Merci pour votre commentaire.Il arrive pourtant que les choses changent...

Voyez ce qui suit :

"Parmi les grandes journées qui ont fait la France, le Dix-huit Brumaire pouvait apparaître à un double titre : conclusion sans grandeur du Directoire ou lever de rideau sur le Consulat. La date est à la fois aboutissement et commencement. C’est la première voie que choisit d’explorer Patrice Gueniffey, qui fait de Brumaire le véritable épilogue de la Révolution française, tout en refusant de ravaler l’épisode au rang de farce tragi-comique. L’auteur fait un sort à la légende tenace de députés du Conseil des Cinq-Cents qui, apeurés, auraient dans leur fuite essaimé les insignes de leur charge à travers les jardins du palais de Saint-Cloud : « La République ne disparut pas avec gloire, c’est certain, mais elle ne finit pas non plus avec le caractère ignominieux que lui conféra l’image - forgée par les vainqueurs – de centaines de députés fuyant à toutes jambes » (p.298).Le récit de ce coup d’État en deux actes mêle intrigue policière et scènes de théâtre.

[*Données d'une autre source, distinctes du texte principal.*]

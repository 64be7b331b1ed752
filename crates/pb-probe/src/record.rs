//! Structured probe results and the on-disk envelope

use serde::{Deserialize, Serialize};

use crate::parser::OutputLayout;

/// What a single per-attempt line reported
#[derive(Debug, Clone, Copy, PartialEq, Eq, Serialize, Deserialize)]
#[serde(rename_all = "snake_case")]
pub enum ResponseKind {
    Reply,
    Timeout,
    Error,
}

/// One per-attempt line of probe output
#[derive(Debug, Clone, PartialEq, Serialize, Deserialize)]
pub struct ProbeResponse {
    pub response_type: ResponseKind,
    #[serde(skip_serializing_if = "Option::is_none")]
    pub timestamp: Option<f64>,
    #[serde(skip_serializing_if = "Option::is_none")]
    pub icmp_seq: Option<u32>,
    #[serde(skip_serializing_if = "Option::is_none")]
    pub bytes: Option<u32>,
    #[serde(skip_serializing_if = "Option::is_none")]
    pub response_ip: Option<String>,
    #[serde(skip_serializing_if = "Option::is_none")]
    pub ttl: Option<u32>,
    #[serde(skip_serializing_if = "Option::is_none")]
    pub time_ms: Option<f64>,
    #[serde(default)]
    pub duplicate: bool,
    #[serde(skip_serializing_if = "Option::is_none")]
    pub message: Option<String>,
}

impl ProbeResponse {
    pub(crate) fn new(response_type: ResponseKind) -> Self {
        Self {
            response_type,
            timestamp: None,
            icmp_seq: None,
            bytes: None,
            response_ip: None,
            ttl: None,
            time_ms: None,
            duplicate: false,
            message: None,
        }
    }
}

/// Parsed output of one probe run
#[derive(Debug, Clone, PartialEq, Serialize, Deserialize)]
pub struct ProbeResult {
    pub layout: OutputLayout,
    /// Destination as the user typed it (hostname or address)
    pub destination: String,
    pub destination_ip: String,
    pub data_bytes: Option<u32>,
    pub packets_transmitted: u32,
    pub packets_received: u32,
    pub packet_loss_percent: f64,
    pub duplicates: u32,
    pub errors: u32,
    /// Wall time of the run (Linux only)
    pub time_ms: Option<f64>,
    pub round_trip_ms_min: Option<f64>,
    pub round_trip_ms_avg: Option<f64>,
    pub round_trip_ms_max: Option<f64>,
    pub round_trip_ms_stddev: Option<f64>,
    pub responses: Vec<ProbeResponse>,
}

/// One element of the envelope's `info` array.
///
/// A per-attempt response flattened together with the run summary so that
/// each record stands on its own once it is split out for retrieval.
#[derive(Debug, Clone, PartialEq, Serialize, Deserialize)]
pub struct ProbeRecord {
    pub destination: String,
    pub destination_ip: String,
    #[serde(skip_serializing_if = "Option::is_none")]
    pub data_bytes: Option<u32>,
    pub packets_transmitted: u32,
    pub packets_received: u32,
    pub packet_loss_percent: f64,
    pub duplicates: u32,
    pub errors: u32,
    #[serde(skip_serializing_if = "Option::is_none")]
    pub round_trip_ms_min: Option<f64>,
    #[serde(skip_serializing_if = "Option::is_none")]
    pub round_trip_ms_avg: Option<f64>,
    #[serde(skip_serializing_if = "Option::is_none")]
    pub round_trip_ms_max: Option<f64>,
    #[serde(skip_serializing_if = "Option::is_none")]
    pub round_trip_ms_stddev: Option<f64>,
    #[serde(skip_serializing_if = "Option::is_none")]
    pub response_type: Option<ResponseKind>,
    #[serde(skip_serializing_if = "Option::is_none")]
    pub icmp_seq: Option<u32>,
    #[serde(skip_serializing_if = "Option::is_none")]
    pub bytes: Option<u32>,
    #[serde(skip_serializing_if = "Option::is_none")]
    pub response_ip: Option<String>,
    #[serde(skip_serializing_if = "Option::is_none")]
    pub ttl: Option<u32>,
    #[serde(skip_serializing_if = "Option::is_none")]
    pub time_ms: Option<f64>,
    #[serde(default, skip_serializing_if = "std::ops::Not::not")]
    pub duplicate: bool,
    #[serde(skip_serializing_if = "Option::is_none")]
    pub message: Option<String>,
}

impl ProbeRecord {
    fn summary(result: &ProbeResult) -> Self {
        Self {
            destination: result.destination.clone(),
            destination_ip: result.destination_ip.clone(),
            data_bytes: result.data_bytes,
            packets_transmitted: result.packets_transmitted,
            packets_received: result.packets_received,
            packet_loss_percent: result.packet_loss_percent,
            duplicates: result.duplicates,
            errors: result.errors,
            round_trip_ms_min: result.round_trip_ms_min,
            round_trip_ms_avg: result.round_trip_ms_avg,
            round_trip_ms_max: result.round_trip_ms_max,
            round_trip_ms_stddev: result.round_trip_ms_stddev,
            response_type: None,
            icmp_seq: None,
            bytes: None,
            response_ip: None,
            ttl: None,
            time_ms: None,
            duplicate: false,
            message: None,
        }
    }

    fn with_response(mut self, response: &ProbeResponse) -> Self {
        self.response_type = Some(response.response_type);
        self.icmp_seq = response.icmp_seq;
        self.bytes = response.bytes;
        self.response_ip = response.response_ip.clone();
        self.ttl = response.ttl;
        self.time_ms = response.time_ms;
        self.duplicate = response.duplicate;
        self.message = response.message.clone();
        self
    }
}

/// `{ "info": [ProbeRecord, ...] }`
#[derive(Debug, Clone, PartialEq, Serialize, Deserialize)]
pub struct ResultEnvelope {
    pub info: Vec<ProbeRecord>,
}

impl ResultEnvelope {
    /// One record per response line, or a single summary record when the
    /// probe produced no response lines at all.
    pub fn from_result(result: &ProbeResult) -> Self {
        let summary = ProbeRecord::summary(result);
        let info = if result.responses.is_empty() {
            vec![summary]
        } else {
            result
                .responses
                .iter()
                .map(|r| summary.clone().with_response(r))
                .collect()
        };
        Self { info }
    }
}
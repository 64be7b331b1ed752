//! Environment Configuration Loader
//!
//! Loads environment variables from a dotenv-style file and builds the
//! application configuration from the process environment.
//!
//! ## Usage
//!
//! Call `load_environment()` early in main() before reading any config:
//!
//! ```no_run
//! use pb_core::config::{load_environment, AppConfig};
//!
//! load_environment();
//! let config = AppConfig::from_env().expect("valid configuration");
//! ```

use std::fs;
use std::path::{Path, PathBuf};
use tracing::{debug, info, warn};

use crate::error::{Error, Result};

/// Alternative paths to check (in order of priority)
pub const ENV_FILE_PATHS: &[&str] = &["/etc/ping-buddy/environment", ".env"];

/// Variable naming a custom environment file
pub const ENV_FILE_VAR: &str = "PING_BUDDY_ENV_FILE";

pub const DEFAULT_RESULTS_PATH: &str = "ping_results.json";
pub const DEFAULT_PING_PROGRAM: &str = "ping";
pub const DEFAULT_PING_COUNT: u32 = 4;
pub const DEFAULT_CHUNK_SIZE: usize = 1000;
pub const DEFAULT_CHUNK_OVERLAP: usize = 100;
pub const DEFAULT_TOP_K: usize = 10;
pub const DEFAULT_CHAT_MODEL: &str = "gpt-4-1106-preview";
pub const DEFAULT_EMBEDDING_MODEL: &str = "text-embedding-ada-002";
pub const DEFAULT_OPENAI_BASE_URL: &str = "https://api.openai.com/v1";

/// Load environment variables from the canonical configuration file.
///
/// This function:
/// 1. Checks `$PING_BUDDY_ENV_FILE` if set
/// 2. Then `/etc/ping-buddy/environment` (system-wide)
/// 3. Falls back to `.env` in current directory (development)
/// 4. Does NOT override existing environment variables
///
/// Returns the path that was loaded, or None if no file was found.
pub fn load_environment() -> Option<String> {
    if let Ok(custom_path) = std::env::var(ENV_FILE_VAR) {
        if let Some(path) = try_load_env_file(&custom_path) {
            return Some(path);
        }
    }

    for path in ENV_FILE_PATHS {
        if let Some(loaded_path) = try_load_env_file(path) {
            return Some(loaded_path);
        }
    }

    debug!("No environment file found, using existing environment");
    None
}

/// Try to load an environment file from the given path.
pub fn try_load_env_file(path: &str) -> Option<String> {
    let path_obj = Path::new(path);

    if !path_obj.exists() {
        return None;
    }

    match fs::read_to_string(path_obj) {
        Ok(content) => {
            let mut loaded_count = 0;
            let mut skipped_count = 0;

            for (key, value) in content.lines().filter_map(parse_env_line) {
                if std::env::var(&key).is_err() {
                    std::env::set_var(&key, &value);
                    loaded_count += 1;
                    debug!("Loaded: {}={}", key, redact(&key, &value));
                } else {
                    skipped_count += 1;
                    debug!("Skipped (already set): {}", key);
                }
            }

            info!(
                "Loaded {} environment variables from {} ({} skipped - already set)",
                loaded_count, path, skipped_count
            );

            Some(path.to_string())
        }
        Err(e) => {
            warn!("Failed to read environment file {}: {}", path, e);
            None
        }
    }
}

fn redact<'a>(key: &str, value: &'a str) -> &'a str {
    if key.contains("KEY") || key.contains("TOKEN") || key.contains("SECRET") {
        "***"
    } else {
        value
    }
}

/// Parse a single environment line into key-value pair.
fn parse_env_line(line: &str) -> Option<(String, String)> {
    let line = line.trim();
    if line.is_empty() || line.starts_with('#') {
        return None;
    }
    let line = line.strip_prefix("export ").unwrap_or(line);

    // Handle: KEY=VALUE, KEY="VALUE", KEY='VALUE'
    let mut parts = line.splitn(2, '=');
    let key = parts.next()?.trim();
    let value = parts.next()?.trim();

    if key.is_empty() {
        return None;
    }

    let value = value
        .strip_prefix('"')
        .and_then(|v| v.strip_suffix('"'))
        .or_else(|| value.strip_prefix('\'').and_then(|v| v.strip_suffix('\'')))
        .unwrap_or(value);

    Some((key.to_string(), value.to_string()))
}

fn parse_bool(value: Option<&str>) -> Option<bool> {
    value.map(|v| matches!(v.to_lowercase().as_str(), "true" | "1" | "yes" | "on"))
}

/// Application configuration
#[derive(Debug, Clone, PartialEq)]
pub struct AppConfig {
    /// Where the result envelope is written
    pub results_path: PathBuf,
    /// Probe executable
    pub ping_program: String,
    /// Packets sent per probe
    pub ping_count: u32,
    /// Maximum characters per chunk
    pub chunk_size: usize,
    /// Characters shared by consecutive chunks
    pub chunk_overlap: usize,
    /// Chunks retrieved per question
    pub top_k: usize,
    pub chat_model: String,
    pub embedding_model: String,
    pub temperature: f32,
    /// Rephrase follow-up questions into standalone ones before retrieval
    pub condense_question: bool,
    pub openai_base_url: String,
}

impl Default for AppConfig {
    fn default() -> Self {
        Self {
            results_path: PathBuf::from(DEFAULT_RESULTS_PATH),
            ping_program: DEFAULT_PING_PROGRAM.to_string(),
            ping_count: DEFAULT_PING_COUNT,
            chunk_size: DEFAULT_CHUNK_SIZE,
            chunk_overlap: DEFAULT_CHUNK_OVERLAP,
            top_k: DEFAULT_TOP_K,
            chat_model: DEFAULT_CHAT_MODEL.to_string(),
            embedding_model: DEFAULT_EMBEDDING_MODEL.to_string(),
            temperature: 0.0,
            condense_question: true,
            openai_base_url: DEFAULT_OPENAI_BASE_URL.to_string(),
        }
    }
}

impl AppConfig {
    /// Build from the process environment
    pub fn from_env() -> Result<Self> {
        Self::from_lookup(|key| std::env::var(key).ok())
    }

    /// Build from an arbitrary key lookup, falling back to defaults.
    pub fn from_lookup<F>(lookup: F) -> Result<Self>
    where
        F: Fn(&str) -> Option<String>,
    {
        let get = |key: &str| lookup(key).map(|v| v.trim().to_string()).filter(|v| !v.is_empty());
        let defaults = Self::default();

        let config = Self {
            results_path: get("PING_BUDDY_RESULTS_PATH")
                .map(PathBuf::from)
                .unwrap_or(defaults.results_path),
            ping_program: get("PING_BUDDY_PING_PROGRAM").unwrap_or(defaults.ping_program),
            ping_count: parse_num(get("PING_BUDDY_PING_COUNT"), "PING_BUDDY_PING_COUNT")?
                .unwrap_or(defaults.ping_count),
            chunk_size: parse_num(get("PING_BUDDY_CHUNK_SIZE"), "PING_BUDDY_CHUNK_SIZE")?
                .unwrap_or(defaults.chunk_size),
            chunk_overlap: parse_num(get("PING_BUDDY_CHUNK_OVERLAP"), "PING_BUDDY_CHUNK_OVERLAP")?
                .unwrap_or(defaults.chunk_overlap),
            top_k: parse_num(get("PING_BUDDY_TOP_K"), "PING_BUDDY_TOP_K")?
                .unwrap_or(defaults.top_k),
            chat_model: get("PING_BUDDY_CHAT_MODEL").unwrap_or(defaults.chat_model),
            embedding_model: get("PING_BUDDY_EMBEDDING_MODEL").unwrap_or(defaults.embedding_model),
            temperature: parse_num(get("PING_BUDDY_TEMPERATURE"), "PING_BUDDY_TEMPERATURE")?
                .unwrap_or(defaults.temperature),
            condense_question: parse_bool(get("PING_BUDDY_CONDENSE_QUESTION").as_deref())
                .unwrap_or(defaults.condense_question),
            openai_base_url: get("OPENAI_BASE_URL").unwrap_or(defaults.openai_base_url),
        };

        config.validate()?;
        Ok(config)
    }

    /// Check value ranges
    pub fn validate(&self) -> Result<()> {
        if self.ping_count == 0 {
            return Err(Error::config("ping count must be at least 1"));
        }
        if self.chunk_size == 0 {
            return Err(Error::config("chunk size must be at least 1"));
        }
        if self.chunk_overlap >= self.chunk_size {
            return Err(Error::config(format!(
                "chunk overlap ({}) must be smaller than chunk size ({})",
                self.chunk_overlap, self.chunk_size
            )));
        }
        if self.top_k == 0 {
            return Err(Error::config("top-k must be at least 1"));
        }
        if !(0.0..=2.0).contains(&self.temperature) {
            return Err(Error::config(format!(
                "temperature {} is outside 0..=2",
                self.temperature
            )));
        }
        if self.ping_program.trim().is_empty() {
            return Err(Error::config("ping program must not be empty"));
        }
        Ok(())
    }
}

fn parse_num<T: std::str::FromStr>(value: Option<String>, key: &str) -> Result<Option<T>> {
    match value {
        None => Ok(None),
        Some(raw) => raw
            .parse::<T>()
            .map(Some)
            .map_err(|_| Error::config(format!("{} has invalid value '{}'", key, raw))),
    }
}
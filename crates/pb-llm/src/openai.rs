//! OpenAI API Client
//!
//! ## API Endpoints
//!
//! | Endpoint | URL | Purpose |
//! |----------|-----|--------|
//! | Base URL | `https://api.openai.com/v1` | All APIs |
//! | Chat | `/chat/completions` | Chat completions |
//! | Embeddings | `/embeddings` | Text embeddings |
//!
//! ## Authentication
//! - Header: `Authorization: Bearer {OPENAI_API_KEY}`

use async_trait::async_trait;
use pb_core::{Error, Result};
use reqwest::Client;
use serde::{Deserialize, Serialize};
use std::time::Duration;
use tracing::{debug, info};

use crate::provider::{
    ChatMessage, ChatRequest, ChatResponse, EmbeddingProvider, LlmProvider, Role, TokenUsage,
};

// =============================================================================
// API ENDPOINT CONFIGURATION
// =============================================================================

pub mod endpoints {
    pub const BASE_URL: &str = "https://api.openai.com/v1";
    pub const CHAT_COMPLETIONS: &str = "/chat/completions";
    pub const EMBEDDINGS: &str = "/embeddings";
}

const PROVIDER: &str = "openai";
const DEFAULT_EMBEDDING_MODEL: &str = "text-embedding-ada-002";
/// Inputs per embeddings request
const EMBEDDING_BATCH: usize = 1000;
/// Error bodies are cut to this many characters in error messages
const MAX_ERROR_BODY: usize = 500;

// =============================================================================
// DATA STRUCTURES
// =============================================================================

#[derive(Debug, Serialize)]
struct CompletionRequest<'a> {
    model: &'a str,
    messages: &'a [ChatMessage],
    #[serde(skip_serializing_if = "Option::is_none")]
    temperature: Option<f32>,
}

#[derive(Debug, Deserialize)]
struct CompletionResponse {
    #[serde(default)]
    model: Option<String>,
    #[serde(default)]
    choices: Vec<CompletionChoice>,
    #[serde(default)]
    usage: Option<ApiUsage>,
}

#[derive(Debug, Deserialize)]
struct CompletionChoice {
    #[serde(default)]
    message: Option<CompletionMessage>,
    #[serde(default)]
    finish_reason: Option<String>,
}

#[derive(Debug, Deserialize)]
struct CompletionMessage {
    #[serde(default)]
    content: Option<String>,
}

#[derive(Debug, Deserialize)]
struct ApiUsage {
    #[serde(default)]
    prompt_tokens: u32,
    #[serde(default)]
    completion_tokens: u32,
    #[serde(default)]
    total_tokens: u32,
}

#[derive(Debug, Serialize)]
struct EmbeddingRequest<'a> {
    model: &'a str,
    input: &'a [String],
}

#[derive(Debug, Deserialize)]
struct EmbeddingResponse {
    #[serde(default)]
    data: Vec<EmbeddingData>,
}

#[derive(Debug, Deserialize)]
struct EmbeddingData {
    index: usize,
    embedding: Vec<f32>,
}

// =============================================================================
// CLIENT IMPLEMENTATION
// =============================================================================

pub struct OpenAiClient {
    client: Client,
    api_key: String,
    api_url: String,
    embedding_model: String,
}

impl OpenAiClient {
    pub fn new(api_key: impl Into<String>) -> Self {
        Self {
            client: Client::builder()
                .timeout(Duration::from_secs(120))
                .build()
                .unwrap_or_default(),
            api_key: api_key.into(),
            api_url: endpoints::BASE_URL.to_string(),
            embedding_model: DEFAULT_EMBEDDING_MODEL.to_string(),
        }
    }

    /// Build from `OPENAI_API_KEY` (and `OPENAI_BASE_URL` when set)
    pub fn from_env() -> Result<Self> {
        let api_key = std::env::var("OPENAI_API_KEY")
            .ok()
            .filter(|k| !k.trim().is_empty())
            .ok_or_else(|| Error::config("OPENAI_API_KEY environment variable not set"))?;
        let mut client = Self::new(api_key);
        if let Ok(url) = std::env::var("OPENAI_BASE_URL") {
            if !url.trim().is_empty() {
                client = client.with_base_url(url);
            }
        }
        Ok(client)
    }

    pub fn with_base_url(mut self, url: impl Into<String>) -> Self {
        self.api_url = url.into().trim_end_matches('/').to_string();
        self
    }

    pub fn with_embedding_model(mut self, model: impl Into<String>) -> Self {
        self.embedding_model = model.into();
        self
    }

    pub fn api_url(&self) -> &str {
        &self.api_url
    }

    async fn post_json<B: Serialize + ?Sized>(&self, path: &str, body: &B) -> Result<String> {
        let url = format!("{}{}", self.api_url, path);
        debug!("OpenAI request to: {}", url);

        let response = self
            .client
            .post(&url)
            .bearer_auth(&self.api_key)
            .json(body)
            .send()
            .await
            .map_err(|e| Error::external_service(PROVIDER, format!("request to {} failed: {}", path, e)))?;

        let status = response.status();
        let text = response.text().await.map_err(|e| {
            Error::external_service(PROVIDER, format!("failed to read {} response: {}", path, e))
        })?;

        if !status.is_success() {
            return Err(Error::external_service(
                PROVIDER,
                format!("{} returned HTTP {}: {}", path, status, truncate(&text)),
            ));
        }
        Ok(text)
    }

    async fn embed_batch(&self, batch: &[String]) -> Result<Vec<Vec<f32>>> {
        let body = EmbeddingRequest {
            model: &self.embedding_model,
            input: batch,
        };
        let text = self.post_json(endpoints::EMBEDDINGS, &body).await?;
        parse_embedding_response(&text, batch.len())
    }
}

fn truncate(body: &str) -> String {
    if body.chars().count() <= MAX_ERROR_BODY {
        body.to_string()
    } else {
        let cut: String = body.chars().take(MAX_ERROR_BODY).collect();
        format!("{}...", cut)
    }
}

fn parse_completion_response(text: &str, requested_model: &str) -> Result<ChatResponse> {
    let result: CompletionResponse = serde_json::from_str(text).map_err(|e| {
        Error::external_service(PROVIDER, format!("failed to parse completion response: {}", e))
    })?;

    let choice = result
        .choices
        .into_iter()
        .next()
        .ok_or_else(|| Error::external_service(PROVIDER, "completion response has no choices"))?;

    let content = choice
        .message
        .and_then(|m| m.content)
        .filter(|c| !c.trim().is_empty())
        .ok_or_else(|| Error::external_service(PROVIDER, "completion response contained no text"))?;

    Ok(ChatResponse {
        message: ChatMessage {
            role: Role::Assistant,
            content,
        },
        model: result.model.unwrap_or_else(|| requested_model.to_string()),
        provider: PROVIDER.to_string(),
        finish_reason: choice.finish_reason,
        usage: result.usage.map(|u| TokenUsage {
            prompt_tokens: u.prompt_tokens,
            completion_tokens: u.completion_tokens,
            total_tokens: u.total_tokens,
        }),
    })
}

fn parse_embedding_response(text: &str, expected: usize) -> Result<Vec<Vec<f32>>> {
    let mut result: EmbeddingResponse = serde_json::from_str(text).map_err(|e| {
        Error::external_service(PROVIDER, format!("failed to parse embedding response: {}", e))
    })?;

    if result.data.len() != expected {
        return Err(Error::external_service(
            PROVIDER,
            format!(
                "embedding response has {} vectors for {} inputs",
                result.data.len(),
                expected
            ),
        ));
    }

    // The API does not promise ordering; `index` does.
    result.data.sort_by_key(|d| d.index);
    if result.data.iter().enumerate().any(|(i, d)| d.index != i) {
        return Err(Error::external_service(
            PROVIDER,
            "embedding response indices do not match inputs",
        ));
    }
    if result.data.iter().any(|d| d.embedding.is_empty()) {
        return Err(Error::external_service(PROVIDER, "embedding response has an empty vector"));
    }

    Ok(result.data.into_iter().map(|d| d.embedding).collect())
}

#[async_trait]
impl LlmProvider for OpenAiClient {
    fn name(&self) -> &str {
        PROVIDER
    }

    async fn chat_with_request(&self, model: &str, request: ChatRequest) -> Result<ChatResponse> {
        info!(
            "OpenAI chat: model={}, endpoint={}, messages={}",
            model,
            self.api_url,
            request.messages.len()
        );

        let body = CompletionRequest {
            model,
            messages: &request.messages,
            temperature: request.temperature,
        };
        let text = self.post_json(endpoints::CHAT_COMPLETIONS, &body).await?;
        parse_completion_response(&text, model)
    }
}

#[async_trait]
impl EmbeddingProvider for OpenAiClient {
    fn name(&self) -> &str {
        PROVIDER
    }

    async fn embed_documents(&self, texts: &[String]) -> Result<Vec<Vec<f32>>> {
        let mut vectors = Vec::with_capacity(texts.len());
        for batch in texts.chunks(EMBEDDING_BATCH) {
            debug!(
                "OpenAI embeddings: model={}, batch={}",
                self.embedding_model,
                batch.len()
            );
            vectors.extend(self.embed_batch(batch).await?);
        }
        Ok(vectors)
    }
}
//! Conversation history
//!
//! Turns alternate user / assistant and are only ever appended in pairs,
//! so the history always has an even length.

use pb_llm::{ChatMessage, Role};
use serde::{Deserialize, Serialize};

/// One side of an exchange
#[derive(Debug, Clone, PartialEq, Serialize, Deserialize)]
pub struct ConversationTurn {
    pub role: Role,
    pub content: String,
}

impl ConversationTurn {
    pub fn user(content: impl Into<String>) -> Self {
        Self {
            role: Role::User,
            content: content.into(),
        }
    }

    pub fn assistant(content: impl Into<String>) -> Self {
        Self {
            role: Role::Assistant,
            content: content.into(),
        }
    }

    pub fn to_message(&self) -> ChatMessage {
        ChatMessage {
            role: self.role,
            content: self.content.clone(),
        }
    }
}

#[derive(Debug, Clone, Default, Serialize, Deserialize)]
pub struct ConversationHistory {
    turns: Vec<ConversationTurn>,
}

impl ConversationHistory {
    pub fn new() -> Self {
        Self::default()
    }

    /// Record a completed question and its answer.
    pub fn push_exchange(&mut self, question: impl Into<String>, answer: impl Into<String>) {
        self.turns.push(ConversationTurn::user(question));
        self.turns.push(ConversationTurn::assistant(answer));
    }

    pub fn turns(&self) -> &[ConversationTurn] {
        &self.turns
    }

    pub fn len(&self) -> usize {
        self.turns.len()
    }

    pub fn is_empty(&self) -> bool {
        self.turns.is_empty()
    }

    pub fn to_messages(&self) -> Vec<ChatMessage> {
        self.turns.iter().map(ConversationTurn::to_message).collect()
    }

    /// `Human: ...` / `Assistant: ...` transcript, one line per turn
    pub fn transcript(&self) -> String {
        self.turns
            .iter()
            .map(|t| match t.role {
                Role::User => format!("Human: {}", t.content),
                Role::Assistant => format!("Assistant: {}", t.content),
                Role::System => format!("System: {}", t.content),
            })
            .collect::<Vec<_>>()
            .join("\n")
    }
}
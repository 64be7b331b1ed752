//! Core types and utilities for ping-buddy
//!
//! # Modules
//!
//! - `config`: Environment loading and application configuration
//! - `error`: Error taxonomy and Result alias

pub mod config;
pub mod error;

// Re-exports
pub use config::AppConfig;
pub use error::{Error, ErrorCategory, Result};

Nous suivons d’abord les pas du citoyen Gohier, président du Directoire exécutif, grand admirateur de Joséphine, et principale victime de cette journée de dupes, qui aboutit au renversement du Directoire. Le premier moment aboutit à la disparition de la République thermidorienne, qui laissa bien peu de regrets. Patrice Gueniffey rappelle les désillusions successives qui frappèrent le régime de désamour : institutions qui contrariaient la culture politique révolutionnaire ; décrets des deux tiers ; refus de respecter le choix électoral. En sapant la logique des institutions, les thermidoriens rendaient impossible l’ancrage d’une légitimité républicaine. Sans céder à l’argument de la fatalité, l’auteur signale néanmoins les germes de changement alors distillés. Par une perception univoque du champ politique, le pluralisme des opinions n’était pas admis : « Un corps politique sain était un corps politique sans divisions » (p.51). Or, le Directoire ouvre l’offre électorale, pose les conditions d’une compétition publique entre des courants identifiés (p.55).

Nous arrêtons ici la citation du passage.